Foreign Aid is Immoral
Why are so many people against Western aid being sent to Third World or to African countries? Is it because they are "mean-spirited" or "don't like black and brown people," as the pious liberal-left would have it?
No. It may well be because people don't like taxpayers' money going into the bank accounts of the rich elites of Third World countries. Because they don't like corrupt regimes spending this money on palaces and race courses for the rich. Because they don't like it going on 'development projects' that are more to do with Western developers getting some of the cash and the rulers indulging in projects that have no practical value (other than to spend it on themselves or to boost their egos).
And why should we aid countries run by juntas, dictatorships and whatnot? When there are no democratic pressures on such people, then the economic benefits from these developments projects are rarely going to amount to much anyway.
This isn't just the view of "free market fundamentalists" or people who are "tight-fisted about aid". The peoples of these poor countries often agree with these analyses of the situation in their countries. For example, this is what one Cameroonian citizen had to say on the issue:
"The government tells us there is no money. But there is plenty of money coming from the World Bank and from France and Britain and America -- but they put it in their pockets. They do not spend it on the roads."

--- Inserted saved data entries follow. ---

//! Drives countdowns against real time.
//!
//! The state machine in [`crate::timer`] is pure; this module supplies the
//! repeating one-second delay, the rendering surface, and the one-shot
//! expiry effects. A surface that has been detached from its view is never
//! rendered to or removed; ticks that observe a detached surface stop the
//! loop without side effects.

use std::time::Duration;

use chrono::Utc;
use console::{style, Term};
use log::{debug, info};
use terminal_size::{terminal_size, Width};
use tokio::time::interval;

use crate::{Countdown, CountdownState, Result, TickOutcome, TimerPosition, ViewMode, Workspace};

/// Where a countdown renders itself.
pub trait TimerSurface {
    /// Whether the surface is still part of a live view.
    fn is_attached(&self) -> bool;

    /// Updates the visible remaining time.
    fn render(&mut self, display: &str) -> Result<()>;

    /// Removes the visual element. Called at most once.
    fn remove(&mut self) -> Result<()>;
}

/// Performs the expiry effects: remove the element, and when `auto_read` is
/// set, ask the workspace to switch the active view to reading mode. With a
/// detached surface nothing happens at all.
pub fn finish_expired<S: TimerSurface>(
    surface: &mut S,
    workspace: &mut Workspace,
    auto_read: bool,
) -> Result<()> {
    if !surface.is_attached() {
        return Ok(());
    }
    surface.remove()?;
    if auto_read {
        workspace.set_view_mode(ViewMode::Reading);
    }
    Ok(())
}

/// Runs one countdown to completion: render once per second, expire once,
/// stop. Returns the final observed state (still `Pending` when the surface
/// detached mid-run).
pub async fn drive_countdown<S: TimerSurface>(
    countdown: &mut Countdown,
    surface: &mut S,
    workspace: &mut Workspace,
    auto_read: bool,
) -> Result<CountdownState> {
    let mut ticker = interval(Duration::from_secs(1));

    loop {
        ticker.tick().await;

        if !surface.is_attached() {
            debug!("Countdown surface detached, stopping");
            return Ok(countdown.state());
        }

        match countdown.tick(Utc::now()) {
            TickOutcome::Render(display) => surface.render(&display)?,
            TickOutcome::Expire => {
                info!("Countdown expired at {}", countdown.deadline());
                finish_expired(surface, workspace, auto_read)?;
                return Ok(CountdownState::Expired);
            }
            TickOutcome::Idle => return Ok(CountdownState::Expired),
        }
    }
}

/// Renders a countdown on one terminal line, aligned per the configured
/// position against the current terminal width.
pub struct TerminalSurface {
    term: Term,
    position: TimerPosition,
    attached: bool,
}

impl TerminalSurface {
    pub fn new(position: TimerPosition) -> Self {
        TerminalSurface {
            term: Term::stdout(),
            position,
            attached: true,
        }
    }

    fn aligned(&self, display: &str) -> String {
        let Some((Width(width), _)) = terminal_size() else {
            return display.to_string();
        };
        let pad = match self.position {
            TimerPosition::Left => 0,
            TimerPosition::Center => (width as usize).saturating_sub(display.len()) / 2,
            TimerPosition::Right => (width as usize).saturating_sub(display.len()),
        };
        format!("{}{}", " ".repeat(pad), display)
    }
}

impl TimerSurface for TerminalSurface {
    fn is_attached(&self) -> bool {
        self.attached
    }

    fn render(&mut self, display: &str) -> Result<()> {
        // Align on the plain text; styling would inflate the measured width.
        let aligned = self.aligned(display);
        self.term.clear_line()?;
        self.term.write_str(&style(aligned).bold().to_string())?;
        Ok(())
    }

    fn remove(&mut self) -> Result<()> {
        self.term.clear_line()?;
        self.attached = false;
        Ok(())
    }
}

#[cfg(test)]
mod tests {
    use super::*;
    use chrono::Duration as ChronoDuration;
    use std::path::PathBuf;

    #[derive(Default)]
    struct RecordingSurface {
        attached: bool,
        renders: Vec<String>,
        removals: usize,
    }

    impl RecordingSurface {
        fn attached() -> Self {
            RecordingSurface {
                attached: true,
                ..RecordingSurface::default()
            }
        }
    }

    impl TimerSurface for RecordingSurface {
        fn is_attached(&self) -> bool {
            self.attached
        }

        fn render(&mut self, display: &str) -> Result<()> {
            self.renders.push(display.to_string());
            Ok(())
        }

        fn remove(&mut self) -> Result<()> {
            self.removals += 1;
            self.attached = false;
            Ok(())
        }
    }

    fn open_workspace() -> Workspace {
        let mut workspace = Workspace::new();
        workspace.open(PathBuf::from("a.md"), "");
        workspace
    }

    #[test]
    fn expiry_removes_and_switches_to_reading_mode() {
        let mut surface = RecordingSurface::attached();
        let mut workspace = open_workspace();

        finish_expired(&mut surface, &mut workspace, true).unwrap();

        assert_eq!(surface.removals, 1);
        assert_eq!(workspace.active_view().unwrap().mode, ViewMode::Reading);
    }

    #[test]
    fn expiry_without_auto_read_leaves_the_view_mode_alone() {
        let mut surface = RecordingSurface::attached();
        let mut workspace = open_workspace();

        finish_expired(&mut surface, &mut workspace, false).unwrap();

        assert_eq!(surface.removals, 1);
        assert_eq!(workspace.active_view().unwrap().mode, ViewMode::Editing);
    }

    #[test]
    fn detached_surface_is_never_removed() {
        let mut surface = RecordingSurface::default();
        let mut workspace = open_workspace();

        finish_expired(&mut surface, &mut workspace, true).unwrap();

        assert_eq!(surface.removals, 0);
        assert_eq!(workspace.active_view().unwrap().mode, ViewMode::Editing);
    }

    #[tokio::test(start_paused = true)]
    async fn drive_stops_without_effects_when_the_surface_detaches() {
        let now = Utc::now();
        let mut countdown = Countdown::new(now + ChronoDuration::seconds(60), now).unwrap();
        let mut surface = RecordingSurface::default();
        let mut workspace = open_workspace();

        let state = drive_countdown(&mut countdown, &mut surface, &mut workspace, true)
            .await
            .unwrap();

        assert_eq!(state, CountdownState::Pending);
        assert!(surface.renders.is_empty());
        assert_eq!(surface.removals, 0);
    }

    #[tokio::test(start_paused = true)]
    async fn drive_renders_then_expires_exactly_once() {
        let now = Utc::now();
        let mut countdown = Countdown::new(now + ChronoDuration::milliseconds(30), now).unwrap();
        let mut surface = RecordingSurface::attached();
        let mut workspace = open_workspace();

        let state = drive_countdown(&mut countdown, &mut surface, &mut workspace, true)
            .await
            .unwrap();

        assert_eq!(state, CountdownState::Expired);
        assert!(!surface.renders.is_empty());
        assert!(surface.renders.iter().all(|r| r == "00:00"));
        assert_eq!(surface.removals, 1);
        assert_eq!(workspace.active_view().unwrap().mode, ViewMode::Reading);
    }
}
//! Workspace view model.
//!
//! Tracks the single active note view: which file it shows, whether it is
//! being edited or read, and where the cursor sits. Mode and cursor updates
//! are fire-and-forget; with no active view they do nothing.

use std::path::{Path, PathBuf};

use log::debug;
use serde::{Deserialize, Serialize};

/// How the active view renders its note.
#[derive(Debug, Clone, Copy, PartialEq, Eq, Serialize, Deserialize)]
#[serde(rename_all = "lowercase")]
pub enum ViewMode {
    Editing,
    Reading,
}

/// A cursor position inside a note, zero-based.
#[derive(Debug, Clone, Copy, PartialEq, Eq)]
pub struct CursorPosition {
    pub line: usize,
    pub ch: usize,
}

/// The note currently shown in the active pane.
#[derive(Debug, Clone)]
pub struct NoteView {
    pub path: PathBuf,
    pub mode: ViewMode,
    pub cursor: CursorPosition,
}

/// Holds the active view, if any.
#[derive(Debug, Default)]
pub struct Workspace {
    active: Option<NoteView>,
}

impl Workspace {
    pub fn new() -> Self {
        Workspace::default()
    }

    /// Opens a note in the active pane, in editing mode with the cursor at
    /// the end of the content.
    pub fn open(&mut self, path: PathBuf, content: &str) {
        debug!("Opening {} in the active pane", path.display());
        self.active = Some(NoteView {
            path,
            mode: ViewMode::Editing,
            cursor: cursor_at_end(content),
        });
    }

    pub fn active_view(&self) -> Option<&NoteView> {
        self.active.as_ref()
    }

    pub fn active_path(&self) -> Option<&Path> {
        self.active.as_ref().map(|view| view.path.as_path())
    }

    /// Switches the active view's render mode. No active view, no effect.
    pub fn set_view_mode(&mut self, mode: ViewMode) {
        if let Some(view) = self.active.as_mut() {
            debug!("Switching {} to {:?} mode", view.path.display(), mode);
            view.mode = mode;
        }
    }

    /// Moves the cursor in the active view. No active view, no effect.
    pub fn set_cursor(&mut self, cursor: CursorPosition) {
        if let Some(view) = self.active.as_mut() {
            view.cursor = cursor;
        }
    }
}

/// Cursor position pointing just past the last character of `content`.
pub fn cursor_at_end(content: &str) -> CursorPosition {
    let line = content.matches('\n').count();
    let ch = content
        .rsplit('\n')
        .next()
        .map(|last| last.chars().count())
        .unwrap_or(0);
    CursorPosition { line, ch }
}
use std::path::PathBuf;

use clap::Parser;

use crate::Commands;

/// Main CLI application arguments and command structure
#[derive(Parser)]
#[clap(
    author,
    version,
    about = "Object writer note helper: prompt-word notes with countdown blocks"
)]
pub struct Cli {
    /// Path to the settings file
    #[clap(short = 'c', long, value_parser)]
    pub config: Option<PathBuf>,

    /// Root folder notes are created beneath (defaults to the working directory)
    #[clap(long, value_parser)]
    pub vault_dir: Option<PathBuf>,

    /// Verbose output mode
    #[clap(short, long)]
    pub verbose: bool,

    /// Subcommands for the ownotes application
    #[clap(subcommand)]
    pub command: Commands,
}
//! Error types for the ownotes application.
//!
//! This module defines custom error types that categorize different failures
//! that can occur while creating notes and running countdowns.

use std::{io, path::PathBuf};

use thiserror::Error;

/// The main error type for the ownotes application.
#[derive(Error, Debug)]
pub enum OwError {
    /// Errors related to file I/O operations.
    #[error("I/O error: {0}")]
    Io(#[from] io::Error),

    /// Errors related to serialization/deserialization operations.
    #[error("Serialization error: {0}")]
    Serialization(#[from] serde_json::Error),

    /// A note with the same path already exists.
    #[error("Note already exists: {path}")]
    NoteAlreadyExists { path: PathBuf },

    /// The target folder is missing or unusable.
    #[error("Folder does not exist: {path}")]
    DirectoryError { path: PathBuf },

    /// file not found
    #[error("File not found: {file_path}")]
    FileNotFound { file_path: String },

    /// Errors related to configuration.
    #[error("Configuration error: {message}")]
    ConfigError { message: String },

    #[error("{message}")]
    EditorError { message: String },
}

Of course there is corruption and self-serving people in the UK and in all other capitalist countries too. However, in a democracy there is a whole stack of things which will put a stop to the kinds of behavior which happens all the time in aided countries. We have laws and regulations. Corruption and waste are discussed in the assemblies and in the media. Not everything is solved or rectified, of course, but at least there are systems in place to keep a fairly tight lid on things. Not so in most aid countries.
The Aid Industry & Where the Money is Spent
The biggest industries in the third world are often aid industries. The biggest capitalists are aid capitalists. Aid, and development projects, etc. are thriving businesses but often the only people who benefit are Western aid-capitalists and third-world elites -- who may well sometimes conspire together. The Western aid-capitalists aggrandize their pious egos and the elites line their pockets (as the aid-capitalist often do as well).
For example, donor agencies -- both tied to the aiding country and to the aided country -- often actually require expensive aid-projects because the money they are given quite simply has to be spent. If it's not spent that wouldn't look too good. In fact if they didn't spend all of the aid-money, they probably wouldn't get any more. Thus they spend all of it as a matter of necessity. This results in that money being spent on useless projects or projects which are simply too costly for what they actually offer.
What is the lot of many countries that receive aid? Often the government steals the aid for itself -- that's after stealing money from its own people in the form of high taxes or even in more direct ways. Why aid a regime which rules over extreme waste and regulations that are not there to help the workers but are there as a way of rationalizing various systems of bribes? ('You don't need to follow this rule if you pay me 100 pounds per month.')
In a corrupt and/or repressive regime, no one really monitors the aid-money that is spent. The bigwigs and their friends both spend the money and benefit from the spending. If money is spent on education, for instance, staff are not recruited or paid on their merit, but on the rulers' friends and relations. It follows, then, that if no one keeps an eye on the ruling class and the friends-who-spend, then there will be massive waste and much money will also be spent on various white elephants (i.e., Third World versions of Victorian follies in the form of massive hotels, stadiums, government buildings, etc.).
If we forget about the self-serving nature of the aid industry on our side, it can also be the case that Western development projects are commissioned by people with no genuine interest in them. What they are interested in are the bribes and the career advancements which can often be the result of such projects.
Why aid Ethiopia, for example, when a businessman in that country could only start a business there after paying four years' worth of his salary in order to get an official notice in the government's various newspapers? That has now changed. When such corruption was partly rectified, by the 'evil' World Bank, business registrations rocketed by around 50% straight away. Now they may be ready for aid.
Why the Aid in the First Place?
Take a hypothetical case of a businessman attempting to start a business in some poor African country.
This small businessman is considering an investment of $1000 in his new business. He's expecting to make $100 a year on this investment. However, the leader of his country will take half of that $100 in tax, which will result in only a 5% profit on his initial $1000.
Take the actual case of Cameroon.
In 2009 the World Bank made some inquiries into the situation for prospective small businesses in Cameroon.
It discovered that in order to set up a small business, an entrepreneur must spend six months' wages on "official fees" in order to do so. On top of that was the problem of getting the Cameroon courts to make people pay their so-far unpaid invoices -- something that can take more than two years. However, the business has to pay the courts to render this service and that will cost him half the invoices' value. On top of all that are the additional 43 separate legal and technical procedures; as well as the standard -- in Cameroon -- bribes.
All this red tape will discourage all new businessmen in the Cameroon and elsewhere. And the slow court procedures, when existent at all, will dissuade many people from investing and building because they know they won't be protected very well -- if at all -- by the courts.
And precisely because of all this red tape, the waste, the regulations and the slow court procedures, bribes are often the only solution to get things moving in the small business worlds of the Cameroon and beyond.